The Evil Imp

Aches and Pains

Last week the Royal Ballet announced that they were cancelling a performance of ‘Tetractys – The Art of Fugue’ (seriously? Ed!) crafted by Wayne McGregor because one of the dancers, Natalia Osipova, had received a concussion during a matinee show and another dancer, Thiago Soares, had become ill.

Such was the shortage of time there was no way to prepare an alternate cast for the evening performance so the company duly offered either full or partial refunds to their audience, whatever they wanted.

How Ms Osipova came to be suffering from a concussion was not revealed.

If you take a look at the video we filmed of Motionhouse Dance Theatre and their performance of ‘Broken’ there is one thing that you will certainly not notice. All of the dancers, apart from one, were suffering from a particularly bad case of the flu on the day of the show.

Even the company director, Kevin Finnan, was afflicted and if you listen to the full audio of the interview you can clearly hear that the man is not at all well.

Yet, there they all were, doing the show because the show needed to be done and nobody else was going to do it for them.

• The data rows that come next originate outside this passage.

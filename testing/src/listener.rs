//! In-memory push transport.

use explorer_state_core::{
    Connection, Endpoint, Listener, NotificationStream, Subscription, SubscriptionError,
};
use futures::future::BoxFuture;
use std::sync::atomic::{AtomicUsize, Ordering};
use std::sync::{Arc, Mutex, MutexGuard, PoisonError};
use tokio::sync::mpsc;

type Notify<N> = mpsc::UnboundedSender<Result<N, SubscriptionError>>;

struct Inner<N> {
    current: Mutex<Option<Notify<N>>>,
    refusal: Mutex<Option<String>>,
    endpoints: Mutex<Vec<Endpoint>>,
    opened: AtomicUsize,
    closed: AtomicUsize,
}

/// A [`Listener`] whose notifications are pushed by the test.
///
/// Clones share one transport: the test keeps a clone to push notifications
/// into whichever connection is currently open.
///
/// # Example
///
/// ```ignore
/// let listener = InMemoryListener::new();
/// let adapter = SubscriptionAdapter::new("block", listener.clone());
///
/// adapter.subscribe(&endpoint, handler).await?;
/// listener.push(block(100));
/// ```
pub struct InMemoryListener<N> {
    inner: Arc<Inner<N>>,
}

impl<N> Clone for InMemoryListener<N> {
    fn clone(&self) -> Self {
        Self {
            inner: Arc::clone(&self.inner),
        }
    }
}

impl<N> Default for InMemoryListener<N> {
    fn default() -> Self {
        Self {
            inner: Arc::new(Inner {
                current: Mutex::new(None),
                refusal: Mutex::new(None),
                endpoints: Mutex::new(Vec::new()),
                opened: AtomicUsize::new(0),
                closed: AtomicUsize::new(0),
            }),
        }
    }
}

impl<N> InMemoryListener<N> {
    /// A listener accepting connections.
    #[must_use]
    pub fn new() -> Self {
        Self::default()
    }

    /// Deliver a notification on the open connection. Returns `false` if no
    /// connection is open.
    pub fn push(&self, notification: N) -> bool {
        self.send(Ok(notification))
    }

    /// Deliver a transport error on the open connection.
    pub fn push_error(&self, error: SubscriptionError) -> bool {
        self.send(Err(error))
    }

    fn send(&self, item: Result<N, SubscriptionError>) -> bool {
        lock(&self.inner.current)
            .as_ref()
            .is_some_and(|sender| sender.send(item).is_ok())
    }

    /// Make every following `open` fail with `reason`.
    pub fn refuse_connections(&self, reason: impl Into<String>) {
        *lock(&self.inner.refusal) = Some(reason.into());
    }

    /// Accept connections again.
    pub fn accept_connections(&self) {
        *lock(&self.inner.refusal) = None;
    }

    /// Whether a connection is open.
    #[must_use]
    pub fn is_open(&self) -> bool {
        lock(&self.inner.current).is_some()
    }

    /// Number of successful opens.
    #[must_use]
    pub fn open_count(&self) -> usize {
        self.inner.opened.load(Ordering::SeqCst)
    }

    /// Number of closed connections.
    #[must_use]
    pub fn close_count(&self) -> usize {
        self.inner.closed.load(Ordering::SeqCst)
    }

    /// Endpoints of every successful open, in order.
    #[must_use]
    pub fn endpoints(&self) -> Vec<Endpoint> {
        lock(&self.inner.endpoints).clone()
    }
}

impl<N: Send + 'static> Listener for InMemoryListener<N> {
    type Notification = N;

    fn open(
        &self,
        endpoint: &Endpoint,
    ) -> BoxFuture<'_, Result<Subscription<N>, SubscriptionError>> {
        let result = match lock(&self.inner.refusal).clone() {
            Some(reason) => Err(SubscriptionError::Connect {
                endpoint: endpoint.to_string(),
                reason,
            }),
            None => {
                let (sender, mut receiver) = mpsc::unbounded_channel();
                *lock(&self.inner.current) = Some(sender);
                lock(&self.inner.endpoints).push(endpoint.clone());
                self.inner.opened.fetch_add(1, Ordering::SeqCst);

                let notifications: NotificationStream<N> = Box::pin(async_stream::stream! {
                    while let Some(item) = receiver.recv().await {
                        yield item;
                    }
                });
                let connection = InMemoryConnection {
                    inner: Arc::clone(&self.inner),
                };
                Ok(Subscription::new(notifications, Box::new(connection)))
            },
        };
        Box::pin(async move { result })
    }
}

struct InMemoryConnection<N> {
    inner: Arc<Inner<N>>,
}

impl<N: Send + 'static> Connection for InMemoryConnection<N> {
    fn close(self: Box<Self>) {
        lock(&self.inner.current).take();
        self.inner.closed.fetch_add(1, Ordering::SeqCst);
    }
}

fn lock<V>(mutex: &Mutex<V>) -> MutexGuard<'_, V> {
    mutex.lock().unwrap_or_else(PoisonError::into_inner)
}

For a company like Motionhouse there is no alternate cast. They don’t even have an understudy dancer just incase something goes wrong and just one company member cannot perform, never mind 90% of them.

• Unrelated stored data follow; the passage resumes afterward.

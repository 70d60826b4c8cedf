//! Labelled filter presets.
//!
//! List views offer a fixed set of filters (for example "All", "Transfer",
//! "Aggregate" for block transactions). Each option pairs a display label
//! with the filter value handed to the page fetcher.

use serde::{Deserialize, Serialize};

/// One selectable filter of a paginated list.
#[derive(Debug, Clone, PartialEq, Eq, Serialize, Deserialize)]
pub struct FilterOption<F> {
    /// Label shown by the UI
    pub label: String,
    /// Filter value passed to the page fetcher
    pub value: F,
}

impl<F> FilterOption<F> {
    /// Create a filter option.
    pub fn new(label: impl Into<String>, value: F) -> Self {
        Self {
            label: label.into(),
            value,
        }
    }
}
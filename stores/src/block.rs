//! Block module.
//!
//! The timeline lists blocks newest first and receives new blocks live from
//! the node's push channel. The detail view shows one block at a time, keyed
//! by `current_block_height`:
//!
//! - `info`: the full block record
//! - `block_receipts`: resolution statements of the block
//! - `transactions`: transactions of the block, filterable by kind
//! - `receipts`: receipts of the block, filterable by group
//!
//! A pushed block is announced by height only; the handler loads it through
//! [`BlockSource::block_by_height`], prepends it to the timeline, then
//! refreshes chain info so navigation bounds follow the chain tip.

use crate::chain::ChainStore;
use crate::records::{
    Block, BlockInfo, BlockReceipts, NewBlock, Receipt, ReceiptKind, Transaction,
    TransactionFilter,
};
use crate::source::BlockSource;
use explorer_state_core::{Endpoint, FetchError, KeySelector, Listener, PageInfo};
use explorer_state_runtime::composition::{
    StoreModule, clear_all, log_failure, next_within, previous_within,
};
use explorer_state_runtime::{
    DataSet, EffectHandle, LifecycleLock, Pagination, PaginationConfig, StateConfig, StateError,
    SubscriptionAdapter, composition,
};
use futures::future::{BoxFuture, join_all};
use std::sync::Arc;
use tokio::sync::{Mutex, watch};

/// Number of blocks shown in the "recent blocks" widget.
pub const RECENT_BLOCKS: usize = 4;

/// Block timeline and block detail view.
pub struct BlockStore<L: Listener<Notification = NewBlock>> {
    lock: LifecycleLock,
    source: Arc<dyn BlockSource>,
    chain: Arc<ChainStore>,
    subscription: SubscriptionAdapter<L>,
    endpoint: Endpoint,
    current_block_height: watch::Sender<Option<u64>>,
    /// Held while the detail view is reset and its requests are issued
    detail: Mutex<()>,
    timeline: Pagination<Block, u64>,
    info: DataSet<u64, BlockInfo>,
    block_receipts: DataSet<u64, BlockReceipts>,
    transactions: Pagination<Transaction, String, TransactionFilter, u64>,
    receipts: Pagination<Receipt, String, ReceiptKind, u64>,
}

impl<L: Listener<Notification = NewBlock>> BlockStore<L> {
    /// Create an empty store.
    ///
    /// `chain` is shared with other modules; this store refreshes it but
    /// never clears it.
    ///
    /// # Errors
    ///
    /// Returns [`StateError::Config`] if no streaming endpoint can be derived
    /// from `config`.
    pub fn new(
        config: &StateConfig,
        source: impl BlockSource,
        listener: L,
        chain: Arc<ChainStore>,
    ) -> Result<Self, StateError> {
        let endpoint = config.endpoint()?;
        let source: Arc<dyn BlockSource> = Arc::new(source);

        let timeline = Pagination::new(
            "block_timeline",
            {
                let source = Arc::clone(&source);
                move |page: PageInfo, (): (), (): ()| source.block_list(page)
            },
            KeySelector::new("height", |block: &Block| block.height),
            PaginationConfig::new(config.page_size),
        );

        let info = DataSet::with_config(
            "block_info",
            {
                let source = Arc::clone(&source);
                move |height: u64| source.block_info(height)
            },
            config.dataset(),
        );

        let block_receipts = DataSet::with_config(
            "block_receipts_info",
            {
                let source = Arc::clone(&source);
                move |height: u64| source.block_receipts_info(height)
            },
            config.dataset(),
        );

        let transactions = Pagination::new(
            "block_transactions",
            {
                let source = Arc::clone(&source);
                move |page: PageInfo, filter: TransactionFilter, height: u64| {
                    source.block_transactions(page, filter, height)
                }
            },
            KeySelector::new("hash", |transaction: &Transaction| {
                transaction.hash.clone()
            }),
            PaginationConfig::new(config.detail_page_size)
                .with_filter_options(TransactionFilter::options()),
        );

        let receipts = Pagination::new(
            "block_receipts",
            {
                let source = Arc::clone(&source);
                move |page: PageInfo, kind: ReceiptKind, height: u64| {
                    source.block_receipts(page, kind, height)
                }
            },
            KeySelector::new("id", |receipt: &Receipt| receipt.id.clone()),
            PaginationConfig::new(config.detail_page_size)
                .with_filter_options(ReceiptKind::options()),
        );

        Ok(Self {
            lock: LifecycleLock::new("block"),
            source,
            chain,
            subscription: SubscriptionAdapter::new("block", listener),
            endpoint,
            current_block_height: watch::Sender::new(None),
            detail: Mutex::new(()),
            timeline,
            info,
            block_receipts,
            transactions,
            receipts,
        })
    }

    /// Initialize through the module lock: chain info and the first timeline
    /// page, then the new-block subscription.
    ///
    /// # Errors
    ///
    /// See [`composition::initialize`].
    pub async fn initialize(&self) -> Result<(), StateError> {
        composition::initialize(self).await
    }

    /// Uninitialize through the module lock.
    ///
    /// # Errors
    ///
    /// See [`composition::uninitialize`].
    pub async fn uninitialize(&self) -> Result<(), StateError> {
        composition::uninitialize(self).await
    }

    /// Show block `height`: tear down the previous detail view, record the
    /// height, then load the four detail managers concurrently.
    ///
    /// Overlapping calls issue their requests one call at a time, so every
    /// manager ends up on the height of the last call.
    #[tracing::instrument(skip(self))]
    pub async fn fetch_block_info(&self, height: u64) {
        let mut pending: [EffectHandle; 4] = {
            let _detail = self.detail.lock().await;
            self.reset_detail().await;
            self.current_block_height.send_replace(Some(height));
            [
                self.info.request(height, None).await,
                self.block_receipts.request(height, None).await,
                self.transactions.request_initial_fetch(height).await,
                self.receipts.request_initial_fetch(height).await,
            ]
        };
        join_all(pending.iter_mut().map(|handle| handle.wait())).await;
    }

    /// Empty the detail view and forget the current height.
    pub async fn uninitialize_detail(&self) {
        let _detail = self.detail.lock().await;
        self.reset_detail().await;
    }

    async fn reset_detail(&self) {
        self.current_block_height.send_replace(None);
        clear_all(&[
            &self.info,
            &self.block_receipts,
            &self.transactions,
            &self.receipts,
        ])
        .await;
    }

    /// Open the block after the current one. Returns the height opened, or
    /// `None` if the current block is the chain tip or either height is
    /// unknown.
    pub async fn next_block(&self) -> Option<u64> {
        let current = self.current_block_height()?;
        let latest = self.chain.current_height().await?;
        let next = next_within(current, latest)?;
        self.fetch_block_info(next).await;
        Some(next)
    }

    /// Open the block before the current one. Returns the height opened, or
    /// `None` at height 1 or when no block is on display.
    pub async fn previous_block(&self) -> Option<u64> {
        let previous = previous_within(self.current_block_height()?)?;
        self.fetch_block_info(previous).await;
        Some(previous)
    }

    /// The first `n` timeline blocks.
    pub async fn recent_blocks(&self, n: usize) -> Vec<Block> {
        self.timeline.latest(n).await
    }

    /// Height of the block on display.
    #[must_use]
    pub fn current_block_height(&self) -> Option<u64> {
        *self.current_block_height.borrow()
    }

    /// Observe changes of the block on display.
    #[must_use]
    pub fn watch_current_block_height(&self) -> watch::Receiver<Option<u64>> {
        self.current_block_height.subscribe()
    }

    /// The block timeline.
    #[must_use]
    pub const fn timeline(&self) -> &Pagination<Block, u64> {
        &self.timeline
    }

    /// Full record of the block on display.
    #[must_use]
    pub const fn info(&self) -> &DataSet<u64, BlockInfo> {
        &self.info
    }

    /// Resolution statements of the block on display.
    #[must_use]
    pub const fn block_receipts(&self) -> &DataSet<u64, BlockReceipts> {
        &self.block_receipts
    }

    /// Transactions of the block on display.
    #[must_use]
    pub const fn transactions(&self) -> &Pagination<Transaction, String, TransactionFilter, u64> {
        &self.transactions
    }

    /// Receipts of the block on display.
    #[must_use]
    pub const fn receipts(&self) -> &Pagination<Receipt, String, ReceiptKind, u64> {
        &self.receipts
    }

    /// The new-block subscription.
    #[must_use]
    pub const fn subscription(&self) -> &SubscriptionAdapter<L> {
        &self.subscription
    }
}

impl<L: Listener<Notification = NewBlock>> StoreModule for BlockStore<L> {
    fn name(&self) -> &'static str {
        "block"
    }

    fn lock(&self) -> &LifecycleLock {
        &self.lock
    }

    fn initialize_page(&self) -> BoxFuture<'_, Result<(), StateError>> {
        Box::pin(async move {
            tokio::join!(self.chain.refresh(), self.timeline.initial_fetch(()));
            Ok(())
        })
    }

    fn subscribe(&self) -> BoxFuture<'_, Result<(), StateError>> {
        let source = Arc::clone(&self.source);
        let timeline = self.timeline.clone();
        let chain = Arc::clone(&self.chain);

        let on_new_block = move |NewBlock { height }: NewBlock| {
            let source = Arc::clone(&source);
            let timeline = timeline.clone();
            let chain = Arc::clone(&chain);
            log_failure("add_latest_block", async move {
                let block = source.block_by_height(height).await?;
                timeline.add_latest_item(block).await;
                chain.refresh().await;
                Ok::<_, FetchError>(())
            })
        };

        Box::pin(async move {
            self.subscription
                .subscribe(&self.endpoint, on_new_block)
                .await?;
            Ok(())
        })
    }

    fn unsubscribe(&self) -> BoxFuture<'_, ()> {
        Box::pin(self.subscription.unsubscribe())
    }

    fn clear(&self) -> BoxFuture<'_, ()> {
        Box::pin(async move {
            tokio::join!(self.uninitialize_detail(), self.timeline.uninitialize());
        })
    }
}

In-fact, Motionhouse usually have seven dancers in the company but their numbers have been cropped thanks to the nonsensical funding cuts that have been plaguing (pun intended) the arts for years now.

The story is the same for any mid-scale or small-scale touring company across the country. Dancers have to perform while ill or suffering from injuries not because of brutal directors cracking the whip but because the repercussions of cancelling a show can push you so far over the red line financially the company probably won’t recover.

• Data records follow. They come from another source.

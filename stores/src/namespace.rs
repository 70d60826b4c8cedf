//! Namespace module: namespace list and namespace detail view.

use crate::detail::{DetailNames, EntityDetail};
use crate::records::{Namespace, NamespaceFilter, NamespaceInfo};
use crate::source::NamespaceSource;
use explorer_state_core::{KeySelector, PageInfo};
use explorer_state_runtime::composition::{StoreModule, clear_all};
use explorer_state_runtime::{
    LifecycleLock, Pagination, PaginationConfig, StateConfig, StateError, composition,
};
use futures::future::BoxFuture;
use std::sync::Arc;

const NAMES: DetailNames = DetailNames {
    info: "namespace_info",
    metadata: "namespace_metadata",
    balance_transfers: "namespace_balance_transfers",
    artifact_expiries: "namespace_artifact_expiries",
};

/// Namespace list plus the detail view of one namespace.
pub struct NamespaceStore {
    lock: LifecycleLock,
    list: Pagination<Namespace, String, NamespaceFilter>,
    detail: EntityDetail<NamespaceInfo>,
}

impl NamespaceStore {
    /// Create an empty store over `source`.
    pub fn new(config: &StateConfig, source: impl NamespaceSource) -> Self {
        let source = Arc::new(source);

        let list = Pagination::new(
            "namespace_list",
            {
                let source = Arc::clone(&source);
                move |page: PageInfo, filter: NamespaceFilter, (): ()| {
                    source.namespace_list(page, filter)
                }
            },
            KeySelector::new("id", |namespace: &Namespace| namespace.id.clone()),
            PaginationConfig::new(config.page_size)
                .with_filter_options(NamespaceFilter::options()),
        );

        let detail = EntityDetail::new(
            NAMES,
            {
                let source = Arc::clone(&source);
                move |id: String| source.namespace_info(id)
            },
            {
                let source = Arc::clone(&source);
                move |page: PageInfo, (): (), id: String| source.namespace_metadata(page, id)
            },
            {
                let source = Arc::clone(&source);
                move |page: PageInfo, (): (), id: String| {
                    source.namespace_balance_transfers(page, id)
                }
            },
            move |page: PageInfo, (): (), id: String| source.namespace_artifact_expiries(page, id),
            config.detail_page_size,
            config.dataset(),
        );

        Self {
            lock: LifecycleLock::new("namespace"),
            list,
            detail,
        }
    }

    /// Show namespace `id` in the detail view.
    pub async fn fetch_namespace_info(&self, id: impl Into<String>) {
        self.detail.open(id.into()).await;
    }

    /// Empty the detail view.
    pub async fn uninitialize_detail(&self) {
        self.detail.clear().await;
    }

    /// The namespace list.
    #[must_use]
    pub const fn list(&self) -> &Pagination<Namespace, String, NamespaceFilter> {
        &self.list
    }

    /// The namespace detail view.
    #[must_use]
    pub const fn detail(&self) -> &EntityDetail<NamespaceInfo> {
        &self.detail
    }

    /// Initialize through the module lock.
    ///
    /// # Errors
    ///
    /// See [`composition::initialize`].
    pub async fn initialize(&self) -> Result<(), StateError> {
        composition::initialize(self).await
    }

    /// Uninitialize through the module lock.
    ///
    /// # Errors
    ///
    /// See [`composition::uninitialize`].
    pub async fn uninitialize(&self) -> Result<(), StateError> {
        composition::uninitialize(self).await
    }
}

impl StoreModule for NamespaceStore {
    fn name(&self) -> &'static str {
        "namespace"
    }

    fn lock(&self) -> &LifecycleLock {
        &self.lock
    }

    fn initialize_page(&self) -> BoxFuture<'_, Result<(), StateError>> {
        Box::pin(async move {
            self.list.initial_fetch(()).await;
            Ok(())
        })
    }

    fn clear(&self) -> BoxFuture<'_, ()> {
        Box::pin(async move { clear_all(&[&self.list, &self.detail]).await })
    }
}
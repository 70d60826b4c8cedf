//! # Explorer State Stores
//!
//! The store modules of the explorer, composed from the managers in
//! `explorer-state-runtime`:
//!
//! - [`ChainStore`]: chain info, refreshed on demand and on every new block
//! - [`BlockStore`]: block timeline with live prepends, and the block detail view
//! - [`NamespaceStore`] and [`MosaicStore`]: entity lists and detail views
//!
//! Remote data comes through the source traits in [`source`]; each module
//! adapts its source into the fetchers its managers need. The lifecycle
//! (`initialize`/`uninitialize`) of every module goes through
//! [`explorer_state_runtime::composition`].
//!
//! ## Example
//!
//! ```ignore
//! use explorer_state_stores::{BlockStore, ChainStore};
//!
//! let chain = Arc::new(ChainStore::new(node.clone()));
//! let blocks = BlockStore::new(&config, node, listener, Arc::clone(&chain))?;
//!
//! blocks.initialize().await?;
//! let recent = blocks.recent_blocks(4).await;
//!
//! blocks.fetch_block_info(1_200).await;
//! blocks.next_block().await;
//! ```

/// Block timeline and block detail view
pub mod block;

/// Chain info
pub mod chain;

/// Detail views shared by namespaces and mosaics
pub mod detail;

/// Mosaic list and mosaic detail view
pub mod mosaic;

/// Namespace list and namespace detail view
pub mod namespace;

/// Domain records returned by the node
pub mod records;

/// Data source seams
pub mod source;

pub use block::{BlockStore, RECENT_BLOCKS};
pub use chain::ChainStore;
pub use detail::EntityDetail;
pub use mosaic::MosaicStore;
pub use namespace::NamespaceStore;
pub use source::{BlockSource, ChainSource, MosaicSource, NamespaceSource};
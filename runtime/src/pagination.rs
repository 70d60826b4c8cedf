//! Pagination manager: an ordered, deduplicated list built from page fetches.
//!
//! The list grows by appending pages and by live-prepending pushed records.
//! Every entry is unique by the key its [`KeySelector`] reads. Filter changes
//! restart the list from page 1; there is never a list mixing results of two
//! filters.
//!
//! Page results carry the generation of the request that produced them. A
//! restart (`initial_fetch`, `set_filter`, `uninitialize`) bumps the
//! generation, so a page that arrives for an older generation is discarded.
//!
//! # Live prepends during a restart
//!
//! Records pushed while page 1 is in flight stay at the front of the list.
//! When page 1 lands its items are appended behind them, skipping keys that
//! are already present, so a pushed record always wins over the same record
//! in a page.

use crate::{EffectHandle, Store};
use explorer_state_core::{
    FetchError, FilterOption, KeySelector, Page, PageFetcher, PageInfo, SmallVec,
    effect::Effect, reducer::Reducer, smallvec,
};
use futures::future::BoxFuture;
use serde::Serialize;
use std::collections::{HashSet, VecDeque};
use std::fmt;
use std::hash::Hash;
use std::marker::PhantomData;
use std::sync::Arc;
use tokio::sync::watch;

/// Pagination settings.
#[derive(Debug, Clone)]
pub struct PaginationConfig<F> {
    /// Items requested per page (never zero)
    pub page_size: u32,
    /// Filter applied on construction and after `uninitialize`
    pub initial_filter: F,
    /// Presets selectable with `select_filter`
    pub filter_options: Vec<FilterOption<F>>,
}

impl<F: Default> PaginationConfig<F> {
    /// A configuration with the default filter and no presets.
    #[must_use]
    pub fn new(page_size: u32) -> Self {
        Self {
            page_size: page_size.max(1),
            initial_filter: F::default(),
            filter_options: Vec::new(),
        }
    }
}

impl<F> PaginationConfig<F> {
    /// Replace the initial filter.
    #[must_use]
    pub fn with_initial_filter(mut self, filter: F) -> Self {
        self.initial_filter = filter;
        self
    }

    /// Offer filter presets. The first preset becomes the initial filter.
    #[must_use]
    pub fn with_filter_options(mut self, options: Vec<FilterOption<F>>) -> Self
    where
        F: Clone,
    {
        if let Some(first) = options.first() {
            self.initial_filter = first.value.clone();
        }
        self.filter_options = options;
        self
    }
}

/// State of a Pagination.
#[derive(Debug, Clone)]
pub struct PaginationState<T, K, F, C> {
    items: VecDeque<T>,
    keys: HashSet<K>,
    loaded_pages: u32,
    filter: F,
    filter_index: Option<usize>,
    context: Option<C>,
    fetching: bool,
    error: bool,
    is_last_page: bool,
    generation: u64,
}

impl<T, K, F, C> PaginationState<T, K, F, C> {
    /// Empty list under `filter`.
    #[must_use]
    pub fn new(filter: F, filter_index: Option<usize>) -> Self {
        Self {
            items: VecDeque::new(),
            keys: HashSet::new(),
            loaded_pages: 0,
            filter,
            filter_index,
            context: None,
            fetching: false,
            error: false,
            is_last_page: false,
            generation: 0,
        }
    }

    /// Entries in display order.
    pub fn items(&self) -> impl Iterator<Item = &T> {
        self.items.iter()
    }

    /// Number of entries.
    #[must_use]
    pub fn len(&self) -> usize {
        self.items.len()
    }

    /// Whether the list has no entries.
    #[must_use]
    pub fn is_empty(&self) -> bool {
        self.items.is_empty()
    }

    /// Number of the last page merged into the list (0 before page 1).
    #[must_use]
    pub const fn page_number(&self) -> u32 {
        self.loaded_pages
    }

    /// Current filter.
    #[must_use]
    pub const fn filter(&self) -> &F {
        &self.filter
    }

    /// Context the list was initialized with.
    #[must_use]
    pub const fn context(&self) -> Option<&C> {
        self.context.as_ref()
    }

    /// Whether a page fetch is in flight.
    #[must_use]
    pub const fn fetching(&self) -> bool {
        self.fetching
    }

    /// Whether the last page fetch failed.
    #[must_use]
    pub const fn error(&self) -> bool {
        self.error
    }

    /// Whether nothing follows the loaded pages.
    #[must_use]
    pub const fn is_last_page(&self) -> bool {
        self.is_last_page
    }

    /// Generation of the current list.
    #[must_use]
    pub const fn generation(&self) -> u64 {
        self.generation
    }
}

When dancers literally cannot go on stage pieces are hastily reworked, rehearsal’s rushed through, usually on the day of the show. It’s not ideal, but what else can they do?

Continuing to work while you are ill extends the amount of time it takes for you to recover so you suffer longer. Bad enough if you work in an office environment, worse still if you’re putting your body and your mind through a live theatrical performance night after night.

We have all heard the stories of dancers performing while injured thereby exacerbating those injuries and causing new injuries in the process. A never-ending cycle of injury, partial recovery and then more injury.

The reason we have all heard those stories before is because this problem has existed for decades even though the fix is very simple.

Increased funding, not decreased, means more dancers, more jobs, more injury cover, less extended injury and illness for individual dancers, more productivity, more output, better dance culture, etc, etc, etc.

We’ve spoken before on Article19 about the very obvious class system that affects dance in this country. The haves can cover injuries, most of the time, with a new cast along with paid sick leave for the injured dancers.

The have-nots have to perform while they are ill or injured, cut the number of dancers they employ and they, almost always, have no sick leave pay at all.

2014 and the dance profession is still living in the dark ages. An age where even the most basic of safety provisions are unavailable to many dance companies for the lack of the money that is currently paid to the upper echelons of the Royal Opera House management.

Maybe the great and the good should have discussed that at British Dance Edition this year.